Work instruction:
In the records that follow, the lines from the one containing "if it exists." to the one containing "let text = fs::read_to_string(path)", inclusive, are to be given again exactly.

Dataset records:
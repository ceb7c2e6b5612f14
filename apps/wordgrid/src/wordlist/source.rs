//! Reading word files and discovering the `wordlists/<NNN>.txt` tree.

use std::fs;
use std::path::{Path, PathBuf};

use anyhow::Context;
use tracing::{info, warn};

use crate::errors::AppError;

/// Extensions recognised as images inside a wordlist's image directory.
pub const IMAGE_EXTENSIONS: [&str; 3] = ["png", "jpg", "jpeg"];

/// A discovered wordlist file together with its sibling image directory.
#[derive(Debug, Clone)]
pub struct WordlistSource {
    /// File stem, e.g. `001` for `wordlists/001.txt`.
    pub name: String,
    pub txt_path: PathBuf,
    /// `wordlists/<name>/`, if it exists.
    pub image_dir: Option<PathBuf>,
    pub words: Vec<String>,
}

/// Loads a word file: one entry per line, trimmed, empty lines dropped.
pub fn load_lines(path: &Path) -> Result<Vec<String>, AppError> {
    if !path.is_file() {
        return Err(AppError::MissingInput(path.to_path_buf()));
    }

    let text = fs::read_to_string(path)
        .with_context(|| format!("Failed to read {}", path.display()))?;

    Ok(text
        .lines()
        .map(str::trim)
        .filter(|line| !line.is_empty())
        .map(str::to_string)
        .collect())
}

/// Lists files in `dir` with the given extension, sorted by file name.
pub fn list_files_with_extension(dir: &Path, extension: &str) -> Result<Vec<PathBuf>, AppError> {
    if !dir.is_dir() {
        return Err(AppError::MissingInput(dir.to_path_buf()));
    }

    let entries = fs::read_dir(dir)
        .with_context(|| format!("Failed to list {}", dir.display()))?;

    let mut files = Vec::new();
    for entry in entries {
        let path = entry
            .with_context(|| format!("Failed to list {}", dir.display()))?
            .path();
        let matches = path
            .extension()
            .map(|ext| ext.eq_ignore_ascii_case(extension))
            .unwrap_or(false);
        if matches && path.is_file() {
            files.push(path);
        }
    }

    files.sort();
    Ok(files)
}

/// Finds every `*.txt` wordlist in `dir` and pairs it with its image directory.
///
/// An unreadable wordlist is reported and returned with no words so the caller
/// can skip it; a missing `dir` is an error.
pub fn discover_wordlists(dir: &Path) -> Result<Vec<WordlistSource>, AppError> {
    let mut sources = Vec::new();

    for txt_path in list_files_with_extension(dir, "txt")? {
        let name = txt_path
            .file_stem()
            .map(|s| s.to_string_lossy().to_string())
            .unwrap_or_default();

        let words = match load_lines(&txt_path) {
            Ok(words) => words,
            Err(e) => {
                warn!("Error loading {}: {e}", txt_path.display());
                Vec::new()
            }
        };

        let candidate_dir = dir.join(&name);
        let image_dir = candidate_dir.is_dir().then_some(candidate_dir);

        info!("Found wordlist: {name} ({} words)", words.len());
        match &image_dir {
            Some(img_dir) => info!("  images directory: {} images", count_images(img_dir)),
            None => info!("  no images directory found"),
        }

        sources.push(WordlistSource {
            name,
            txt_path,
            image_dir,
            words,
        });
    }

    Ok(sources)
}

fn count_images(dir: &Path) -> usize {
    IMAGE_EXTENSIONS
        .iter()
        .map(|ext| {
            list_files_with_extension(dir, ext)
                .map(|files| files.len())
                .unwrap_or(0)
        })
        .sum()
}

#[cfg(test)]
mod tests {
    use super::*;
    use pretty_assertions::assert_eq;

    #[test]
    fn test_load_lines_trims_and_drops_blank_lines() {
        let dir = tempfile::tempdir().unwrap();
        let path = dir.path().join("001.txt");
        fs::write(&path, "  的 abandon abaisser \n\n\t\nability 能 abandon\n").unwrap();

        let lines = load_lines(&path).unwrap();
        assert_eq!(
            lines,
            vec![
                "的 abandon abaisser".to_string(),
                "ability 能 abandon".to_string()
            ]
        );
    }

    #[test]
    fn test_load_lines_missing_file_is_missing_input() {
        let dir = tempfile::tempdir().unwrap();
        let err = load_lines(&dir.path().join("nope.txt")).unwrap_err();
        assert!(matches!(err, AppError::MissingInput(_)));
    }

    #[test]
    fn test_discover_pairs_image_dirs_and_sorts() {
        let dir = tempfile::tempdir().unwrap();
        fs::write(dir.path().join("002.txt"), "b\n").unwrap();
        fs::write(dir.path().join("001.txt"), "a\nb\n").unwrap();
        fs::write(dir.path().join("notes.md"), "ignored").unwrap();
        fs::create_dir(dir.path().join("001")).unwrap();
        fs::write(dir.path().join("001").join("001.png"), b"png").unwrap();

        let sources = discover_wordlists(dir.path()).unwrap();
        let names: Vec<&str> = sources.iter().map(|s| s.name.as_str()).collect();
        assert_eq!(names, vec!["001", "002"]);
        assert_eq!(sources[0].words.len(), 2);
        assert_eq!(sources[0].image_dir, Some(dir.path().join("001")));
        assert_eq!(sources[1].image_dir, None);
        assert_eq!(count_images(&dir.path().join("001")), 1);
    }

    #[test]
    fn test_discover_missing_dir_errors() {
        let dir = tempfile::tempdir().unwrap();
        let err = discover_wordlists(&dir.path().join("wordlists")).unwrap_err();
        assert!(matches!(err, AppError::MissingInput(_)));
    }
}
//! Grid Paginator: partitions a word list into fixed 4×8 pages and attaches
//! each word's image.
//!
//! # Rules
//! - Page *k* covers `words[k·32 .. k·32+32]`; the last page is padded with
//!   empty cells to exactly 32.
//! - Images are resolved by *global* 1-based word index through a
//!   `CandidatePolicy`; padding cells never get an image.
//! - Cell positions are 1-based within their page.

use std::path::Path;

use base64::Engine;
use tracing::warn;

use crate::layout::candidates::CandidatePolicy;

/// Columns × rows of one printed page.
pub const GRID_COLUMNS: usize = 4;
pub const GRID_ROWS: usize = 8;
pub const CELLS_PER_PAGE: usize = GRID_COLUMNS * GRID_ROWS;

// ────────────────────────────────────────────────────────────────────────────
// Types
// ────────────────────────────────────────────────────────────────────────────

/// An image embedded into a cell as a data URI.
#[derive(Debug, Clone, PartialEq, Eq)]
pub struct CellImage {
    /// Base64-encoded file contents.
    pub data: String,
    /// MIME subtype: `png` or `jpeg` (`.jpg` files are reported as `jpeg`).
    pub media_type: String,
}

/// One grid position: a word plus its optional image.
#[derive(Debug, Clone, PartialEq, Eq)]
pub struct GridCell {
    pub word: String,
    pub image: Option<CellImage>,
    /// 1-based position within the page (1..=32).
    pub position: usize,
}

impl GridCell {
    pub fn padding(position: usize) -> Self {
        Self {
            word: String::new(),
            image: None,
            position,
        }
    }

    pub fn is_padding(&self) -> bool {
        self.word.is_empty()
    }
}

/// Exactly `CELLS_PER_PAGE` cells.
#[derive(Debug, Clone, PartialEq, Eq)]
pub struct Page {
    /// 1-based page number within the document.
    pub number: usize,
    pub cells: Vec<GridCell>,
}

impl Page {
    /// Builds a page from up to 32 cells, padding the rest.
    pub fn from_cells(number: usize, mut cells: Vec<GridCell>) -> Self {
        cells.truncate(CELLS_PER_PAGE);
        for position in cells.len() + 1..=CELLS_PER_PAGE {
            cells.push(GridCell::padding(position));
        }
        Self { number, cells }
    }

    /// Number of non-padding cells.
    pub fn word_count(&self) -> usize {
        self.cells.iter().filter(|c| !c.is_padding()).count()
    }
}

// ────────────────────────────────────────────────────────────────────────────
// Pagination
// ────────────────────────────────────────────────────────────────────────────

/// Number of pages needed for `word_count` words (never less than one).
pub fn page_count(word_count: usize) -> usize {
    word_count.div_ceil(CELLS_PER_PAGE).max(1)
}

/// Splits `words` into padded pages, resolving images from `image_dir`.
pub fn paginate(words: &[String], image_dir: Option<&Path>, policy: &CandidatePolicy) -> Vec<Page> {
    let word_count = words.len();

    (0..page_count(word_count))
        .map(|page_idx| {
            let start = page_idx * CELLS_PER_PAGE;
            let end = (start + CELLS_PER_PAGE).min(word_count);

            let cells = words[start..end]
                .iter()
                .enumerate()
                .map(|(offset, word)| {
                    let global_index = start + offset + 1;
                    let image = match image_dir {
                        Some(dir) if !word.is_empty() => {
                            find_cell_image(dir, global_index, word, policy)
                        }
                        _ => None,
                    };
                    GridCell {
                        word: word.clone(),
                        image,
                        position: offset + 1,
                    }
                })
                .collect();

            Page::from_cells(page_idx + 1, cells)
        })
        .collect()
}

/// Resolves and loads the image for one word. An existing but unreadable
/// file is reported and treated as missing.
pub fn find_cell_image(
    dir: &Path,
    index: usize,
    word: &str,
    policy: &CandidatePolicy,
) -> Option<CellImage> {
    let path = policy.resolve(dir, index, word)?;
    load_cell_image(&path)
}

/// Reads an image file and base64-encodes it for embedding.
pub fn load_cell_image(path: &Path) -> Option<CellImage> {
    let bytes = match std::fs::read(path) {
        Ok(bytes) => bytes,
        Err(e) => {
            warn!("Could not read image {}: {e}", path.display());
            return None;
        }
    };

    let ext = path
        .extension()
        .map(|e| e.to_string_lossy().to_lowercase())
        .unwrap_or_else(|| "png".to_string());
    let media_type = if ext == "jpg" { "jpeg".to_string() } else { ext };

    Some(CellImage {
        data: base64::engine::general_purpose::STANDARD.encode(bytes),
        media_type,
    })
}

// ────────────────────────────────────────────────────────────────────────────
// Tests
// ────────────────────────────────────────────────────────────────────────────

#[cfg(test)]
mod tests {
    use super::*;
    use pretty_assertions::assert_eq;
    use std::fs;

    fn make_words(n: usize) -> Vec<String> {
        (1..=n).map(|i| format!("Word{i}")).collect()
    }

    // ── page shape ──────────────────────────────────────────────────────────

    #[test]
    fn test_page_count_and_padding() {
        for n in [1, 31, 32, 33, 64, 65, 100] {
            let pages = paginate(&make_words(n), None, &CandidatePolicy::default());
            assert_eq!(pages.len(), n.div_ceil(32), "n = {n}");
            assert!(pages.iter().all(|p| p.cells.len() == CELLS_PER_PAGE));

            let last = pages.last().unwrap();
            let expected_real = if n % 32 == 0 { 32 } else { n % 32 };
            assert_eq!(last.word_count(), expected_real, "n = {n}");
        }
    }

    #[test]
    fn test_empty_list_renders_one_padding_page() {
        let pages = paginate(&[], None, &CandidatePolicy::default());
        assert_eq!(pages.len(), 1);
        assert_eq!(pages[0].word_count(), 0);
        assert_eq!(pages[0].cells.len(), 32);
    }

    #[test]
    fn test_exactly_32_words_without_images() {
        let pages = paginate(&make_words(32), None, &CandidatePolicy::default());
        assert_eq!(pages.len(), 1);
        assert!(pages[0].cells.iter().all(|c| c.image.is_none()));
        assert!(pages[0].cells.iter().all(|c| !c.is_padding()));
    }

    #[test]
    fn test_positions_restart_on_each_page() {
        let pages = paginate(&make_words(40), None, &CandidatePolicy::default());
        let positions: Vec<usize> = pages[1].cells.iter().map(|c| c.position).collect();
        assert_eq!(positions, (1..=32).collect::<Vec<_>>());
        assert_eq!(pages[1].cells[0].word, "Word33");
        assert_eq!(pages[1].number, 2);
        assert!(pages[1].cells[8].is_padding());
    }

    #[test]
    fn test_words_keep_order_across_pages() {
        let words = make_words(70);
        let pages = paginate(&words, None, &CandidatePolicy::default());
        let flattened: Vec<String> = pages
            .iter()
            .flat_map(|p| p.cells.iter())
            .filter(|c| !c.is_padding())
            .map(|c| c.word.clone())
            .collect();
        assert_eq!(flattened, words);
    }

    // ── image resolution ────────────────────────────────────────────────────

    #[test]
    fn test_images_resolved_by_global_index() {
        let dir = tempfile::tempdir().unwrap();
        fs::write(dir.path().join("033.png"), b"page two").unwrap();
        fs::write(dir.path().join("1.jpg"), b"first").unwrap();

        let pages = paginate(&make_words(40), Some(dir.path()), &CandidatePolicy::default());

        let first = pages[0].cells[0].image.as_ref().unwrap();
        assert_eq!(first.media_type, "jpeg");
        assert_eq!(first.data, "Zmlyc3Q=");

        let page_two = pages[1].cells[0].image.as_ref().unwrap();
        assert_eq!(page_two.media_type, "png");
        assert!(pages[0].cells[1].image.is_none());
    }

    #[test]
    fn test_padding_cells_never_get_images() {
        let dir = tempfile::tempdir().unwrap();
        for i in 1..=32 {
            fs::write(dir.path().join(format!("{i:03}.png")), b"x").unwrap();
        }

        let pages = paginate(&make_words(3), Some(dir.path()), &CandidatePolicy::default());
        assert!(pages[0].cells[..3].iter().all(|c| c.image.is_some()));
        assert!(pages[0].cells[3..].iter().all(|c| c.image.is_none()));
    }

    #[test]
    fn test_empty_word_gets_no_image() {
        let dir = tempfile::tempdir().unwrap();
        fs::write(dir.path().join("001.png"), b"x").unwrap();
        let words = vec![String::new(), "b".to_string()];
        let pages = paginate(&words, Some(dir.path()), &CandidatePolicy::default());
        assert!(pages[0].cells[0].image.is_none());
    }

    #[test]
    fn test_load_cell_image_missing_file_is_none() {
        let dir = tempfile::tempdir().unwrap();
        assert!(load_cell_image(&dir.path().join("001.png")).is_none());
    }

    #[test]
    fn test_from_cells_truncates_overflow() {
        let cells: Vec<GridCell> = (1..=40)
            .map(|i| GridCell {
                word: format!("w{i}"),
                image: None,
                position: i,
            })
            .collect();
        let page = Page::from_cells(1, cells);
        assert_eq!(page.cells.len(), 32);
        assert_eq!(page.word_count(), 32);
    }
}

Answer to the exercise:
    /// `wordlists/<name>/`, if it exists.
    pub image_dir: Option<PathBuf>,
    pub words: Vec<String>,
}

/// Loads a word file: one entry per line, trimmed, empty lines dropped.
pub fn load_lines(path: &Path) -> Result<Vec<String>, AppError> {
    if !path.is_file() {
        return Err(AppError::MissingInput(path.to_path_buf()));
    }

    let text = fs::read_to_string(path)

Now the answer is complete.